Ask HN: What is your best advice for a Senior Software Engineer? - sidcool
Sometimes, we senior engineers seem to lose our way.  What is the way forward for us?  What are the new avenues.  I would call anyone who&#x27;s been coding for more than 7 years a Senior Engineer.
======
itamarst
One really good thing to do is to switch from the mode of "when someone gives
me a problem, I can solve it" to "I can find problems on my own."

This is:

* Much more satisfying, since it gives you control over your environment ([https://rkoutnik.com/2016/04/21/implementers-solvers-and-fin...](https://rkoutnik.com/2016/04/21/implementers-solvers-and-finders.html)).

* Allows you get more done in less time ([https://codewithoutrules.com/2016/08/25/the-01x-programmer/](https://codewithoutrules.com/2016/08/25/the-01x-programmer/)), which means you can work better schedule, instead of long hours ([https://codewithoutrules.com/2018/02/11/working-long-hours/](https://codewithoutrules.com/2018/02/11/working-long-hours/)).

* Makes you a much more valuable employee, and therefore gives you negotiating leverage - to say "no" to your boss ([https://codewithoutrules.com/2018/08/16/how-to-say-no/](https://codewithoutrules.com/2018/08/16/how-to-say-no/)) but also to make more money or even reduce your workweek ([https://codewithoutrules.com/2018/01/08/part-time-programmer...](https://codewithoutrules.com/2018/01/08/part-time-programmer/)).

------
phakding
Take it easy.

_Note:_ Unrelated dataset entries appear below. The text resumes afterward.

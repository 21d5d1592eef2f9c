//! Password hashing and the credential directory used by the session backend

use std::collections::HashMap;

use bcrypt::{hash, verify, BcryptError};
use serde::{Deserialize, Serialize};
use todos_core_types::Sensitive;

use crate::errors::{Result, TodosError};

fn hash_error(err: BcryptError) -> TodosError {
    TodosError::PasswordHash {
        message: err.to_string(),
    }
}

/// Hash a password with an explicit bcrypt cost (tests use the minimum of 4)
///
/// # Errors
///
/// `PasswordHash` if the cost is out of range.
pub fn hash_password_with_cost(password: &Sensitive<String>, cost: u32) -> Result<String> {
    hash(password.expose(), cost).map_err(hash_error)
}

/// Compare a password against a stored bcrypt hash
///
/// # Errors
///
/// `PasswordHash` if `stored_hash` is not a bcrypt hash.
pub fn verify_password(password: &Sensitive<String>, stored_hash: &str) -> Result<bool> {
    verify(password.expose(), stored_hash).map_err(hash_error)
}

/// One entry of a users file
#[derive(Debug, Clone, PartialEq, Eq, Serialize, Deserialize)]
pub struct UserRecord {
    pub username: String,
    pub password_hash: String,
}

/// Username to password-hash map backing `authenticate` for the session backend
#[derive(Debug, Clone, Default)]
pub struct UserDirectory {
    users: HashMap<String, String>,
}

impl UserDirectory {
    pub fn new() -> Self {
        Self::default()
    }

    pub fn insert(&mut self, username: impl Into<String>, password_hash: impl Into<String>) {
        self.users.insert(username.into(), password_hash.into());
    }

    pub fn password_hash(&self, username: &str) -> Option<&str> {
        self.users.get(username).map(String::as_str)
    }

    pub fn len(&self) -> usize {
        self.users.len()
    }

    pub fn is_empty(&self) -> bool {
        self.users.is_empty()
    }

    /// Check `password` for `username`; unknown users are `Ok(false)`
    ///
    /// # Errors
    ///
    /// `PasswordHash` if the stored hash is malformed.
    pub fn authenticate(&self, username: &str, password: &Sensitive<String>) -> Result<bool> {
        match self.password_hash(username) {
            Some(stored) => verify_password(password, stored),
            None => Ok(false),
        }
    }
}

impl FromIterator<UserRecord> for UserDirectory {
    fn from_iter<I: IntoIterator<Item = UserRecord>>(iter: I) -> Self {
        let mut directory = UserDirectory::new();
        for record in iter {
            directory.insert(record.username, record.password_hash);
        }
        directory
    }
}

#[cfg(test)]
mod tests {
    use super::*;

    fn directory_with(username: &str, password: &str) -> UserDirectory {
        let stored = hash_password_with_cost(&Sensitive::from(password), 4).unwrap();
        let mut directory = UserDirectory::new();
        directory.insert(username, stored);
        directory
    }

    #[test]
    fn test_verify_matching_password() {
        let directory = directory_with("alice", "secret");
        assert!(directory
            .authenticate("alice", &Sensitive::from("secret"))
            .unwrap());
    }

    #[test]
    fn test_wrong_password_is_false_not_error() {
        let directory = directory_with("alice", "secret");
        assert!(!directory
            .authenticate("alice", &Sensitive::from("wrong-password"))
            .unwrap());
    }

    #[test]
    fn test_unknown_user_is_false() {
        let directory = directory_with("alice", "secret");
        assert!(!directory
            .authenticate("bob", &Sensitive::from("secret"))
            .unwrap());
    }

    #[test]
    fn test_malformed_hash_is_error() {
        let mut directory = UserDirectory::new();
        directory.insert("alice", "not-a-bcrypt-hash");
        let result = directory.authenticate("alice", &Sensitive::from("secret"));
        assert!(matches!(result, Err(TodosError::PasswordHash { .. })));
    }

    #[test]
    fn test_collect_from_records() {
        let directory: UserDirectory = vec![
            UserRecord {
                username: "alice".to_string(),
                password_hash: "h1".to_string(),
            },
            UserRecord {
                username: "bob".to_string(),
                password_hash: "h2".to_string(),
            },
        ]
        .into_iter()
        .collect();

        assert_eq!(directory.len(), 2);
        assert_eq!(directory.password_hash("bob"), Some("h2"));
    }
}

Work Is not your baby. Don't attach emotions to work. Do all you
can for 8 hours and then forget the moment you get out of the door. Don't
respond to emails from home. Don't carry work phone unless you must.

Invest in family, kids, hobbies, health, stocks/bonds, travel etc. There's
more to life than work.

Remember you work to live not live to work.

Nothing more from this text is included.